- [Directions for this task] Search the entries below for the string "Deserialize" and copy the lines that hold it.

Provided records below:

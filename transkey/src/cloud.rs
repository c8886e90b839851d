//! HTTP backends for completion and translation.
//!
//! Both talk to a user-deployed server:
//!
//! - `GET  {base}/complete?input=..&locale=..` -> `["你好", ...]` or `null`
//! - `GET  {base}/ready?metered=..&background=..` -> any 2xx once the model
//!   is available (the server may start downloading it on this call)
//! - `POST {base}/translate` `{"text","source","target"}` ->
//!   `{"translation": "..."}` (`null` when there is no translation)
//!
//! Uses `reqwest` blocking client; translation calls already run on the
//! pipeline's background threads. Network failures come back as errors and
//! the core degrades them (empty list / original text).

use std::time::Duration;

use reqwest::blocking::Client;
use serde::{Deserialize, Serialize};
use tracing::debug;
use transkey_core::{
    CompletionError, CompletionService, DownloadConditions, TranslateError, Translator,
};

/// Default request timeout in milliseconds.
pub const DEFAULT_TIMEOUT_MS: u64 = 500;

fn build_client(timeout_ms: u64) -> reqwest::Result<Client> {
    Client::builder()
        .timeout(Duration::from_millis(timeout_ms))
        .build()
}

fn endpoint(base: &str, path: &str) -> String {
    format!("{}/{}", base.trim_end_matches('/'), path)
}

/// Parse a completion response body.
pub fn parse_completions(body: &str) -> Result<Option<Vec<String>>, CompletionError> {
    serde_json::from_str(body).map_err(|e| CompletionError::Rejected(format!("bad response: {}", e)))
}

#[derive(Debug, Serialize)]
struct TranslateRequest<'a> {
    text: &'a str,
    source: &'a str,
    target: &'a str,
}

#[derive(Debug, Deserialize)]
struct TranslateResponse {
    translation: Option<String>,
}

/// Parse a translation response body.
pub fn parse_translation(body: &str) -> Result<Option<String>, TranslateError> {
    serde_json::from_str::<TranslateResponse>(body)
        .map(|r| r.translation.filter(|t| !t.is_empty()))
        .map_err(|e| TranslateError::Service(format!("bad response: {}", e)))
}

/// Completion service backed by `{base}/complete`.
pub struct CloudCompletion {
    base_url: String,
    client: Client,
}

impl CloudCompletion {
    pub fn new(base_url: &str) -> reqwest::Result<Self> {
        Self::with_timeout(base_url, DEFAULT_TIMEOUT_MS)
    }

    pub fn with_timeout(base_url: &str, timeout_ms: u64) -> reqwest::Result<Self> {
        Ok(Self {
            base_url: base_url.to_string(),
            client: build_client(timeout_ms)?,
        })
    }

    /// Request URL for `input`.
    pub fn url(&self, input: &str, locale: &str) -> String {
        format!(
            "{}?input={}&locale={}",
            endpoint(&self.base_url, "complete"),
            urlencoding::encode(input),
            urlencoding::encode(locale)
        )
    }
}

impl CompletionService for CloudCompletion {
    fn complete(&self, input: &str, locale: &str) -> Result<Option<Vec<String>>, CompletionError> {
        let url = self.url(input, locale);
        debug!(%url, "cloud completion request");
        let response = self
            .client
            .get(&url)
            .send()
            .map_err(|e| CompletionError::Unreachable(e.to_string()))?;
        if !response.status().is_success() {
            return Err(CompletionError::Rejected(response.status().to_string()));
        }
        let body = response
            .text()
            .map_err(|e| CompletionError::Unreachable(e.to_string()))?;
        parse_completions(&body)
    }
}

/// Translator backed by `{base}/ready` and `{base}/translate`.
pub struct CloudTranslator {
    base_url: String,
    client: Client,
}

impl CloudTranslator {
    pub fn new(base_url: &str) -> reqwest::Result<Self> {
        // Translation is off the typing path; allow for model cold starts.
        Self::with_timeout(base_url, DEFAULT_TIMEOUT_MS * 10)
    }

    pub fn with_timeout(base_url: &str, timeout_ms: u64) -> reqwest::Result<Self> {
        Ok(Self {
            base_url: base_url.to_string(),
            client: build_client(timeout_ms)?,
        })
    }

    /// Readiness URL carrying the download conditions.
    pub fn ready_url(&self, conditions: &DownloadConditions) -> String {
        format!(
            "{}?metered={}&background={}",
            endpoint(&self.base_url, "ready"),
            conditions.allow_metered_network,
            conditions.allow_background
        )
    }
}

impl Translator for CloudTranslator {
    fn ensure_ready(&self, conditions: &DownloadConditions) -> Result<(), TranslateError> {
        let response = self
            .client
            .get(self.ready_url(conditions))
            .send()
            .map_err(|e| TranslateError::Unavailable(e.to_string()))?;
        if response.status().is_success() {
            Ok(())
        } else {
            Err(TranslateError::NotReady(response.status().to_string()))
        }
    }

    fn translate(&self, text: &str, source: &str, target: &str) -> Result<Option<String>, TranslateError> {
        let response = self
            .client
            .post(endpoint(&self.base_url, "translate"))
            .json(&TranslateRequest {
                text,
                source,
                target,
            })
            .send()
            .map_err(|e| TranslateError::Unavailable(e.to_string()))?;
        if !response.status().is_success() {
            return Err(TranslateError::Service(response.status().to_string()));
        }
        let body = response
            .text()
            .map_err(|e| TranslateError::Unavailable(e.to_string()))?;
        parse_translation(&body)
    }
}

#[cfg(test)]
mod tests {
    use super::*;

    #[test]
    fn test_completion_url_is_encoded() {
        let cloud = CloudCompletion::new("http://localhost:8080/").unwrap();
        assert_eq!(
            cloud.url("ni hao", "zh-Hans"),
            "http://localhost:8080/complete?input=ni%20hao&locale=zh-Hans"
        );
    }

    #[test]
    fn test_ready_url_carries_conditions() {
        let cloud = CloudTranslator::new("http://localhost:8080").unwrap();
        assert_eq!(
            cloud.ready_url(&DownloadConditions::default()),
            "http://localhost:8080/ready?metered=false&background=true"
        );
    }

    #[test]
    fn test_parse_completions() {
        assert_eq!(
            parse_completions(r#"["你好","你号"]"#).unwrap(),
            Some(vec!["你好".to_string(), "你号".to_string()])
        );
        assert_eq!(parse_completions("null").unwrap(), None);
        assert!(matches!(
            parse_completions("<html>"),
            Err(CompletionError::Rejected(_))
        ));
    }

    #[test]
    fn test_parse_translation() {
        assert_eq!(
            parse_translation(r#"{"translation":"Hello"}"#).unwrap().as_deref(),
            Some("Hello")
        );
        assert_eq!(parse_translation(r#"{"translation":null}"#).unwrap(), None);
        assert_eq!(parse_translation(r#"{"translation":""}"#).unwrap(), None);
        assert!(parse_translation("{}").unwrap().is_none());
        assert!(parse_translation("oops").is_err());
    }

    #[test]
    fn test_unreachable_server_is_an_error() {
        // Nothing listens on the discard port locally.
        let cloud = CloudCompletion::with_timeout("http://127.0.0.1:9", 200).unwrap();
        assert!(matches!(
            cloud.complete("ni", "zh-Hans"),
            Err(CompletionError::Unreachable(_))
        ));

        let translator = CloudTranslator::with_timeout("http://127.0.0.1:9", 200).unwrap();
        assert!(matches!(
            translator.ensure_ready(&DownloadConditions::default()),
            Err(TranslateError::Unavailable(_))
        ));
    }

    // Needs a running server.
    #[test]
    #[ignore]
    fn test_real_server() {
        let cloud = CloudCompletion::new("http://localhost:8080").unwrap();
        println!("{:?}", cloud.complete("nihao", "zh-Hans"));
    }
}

End of Provided records.

- [Answer to this exercise]
use serde::{Deserialize, Serialize};
#[derive(Debug, Deserialize)]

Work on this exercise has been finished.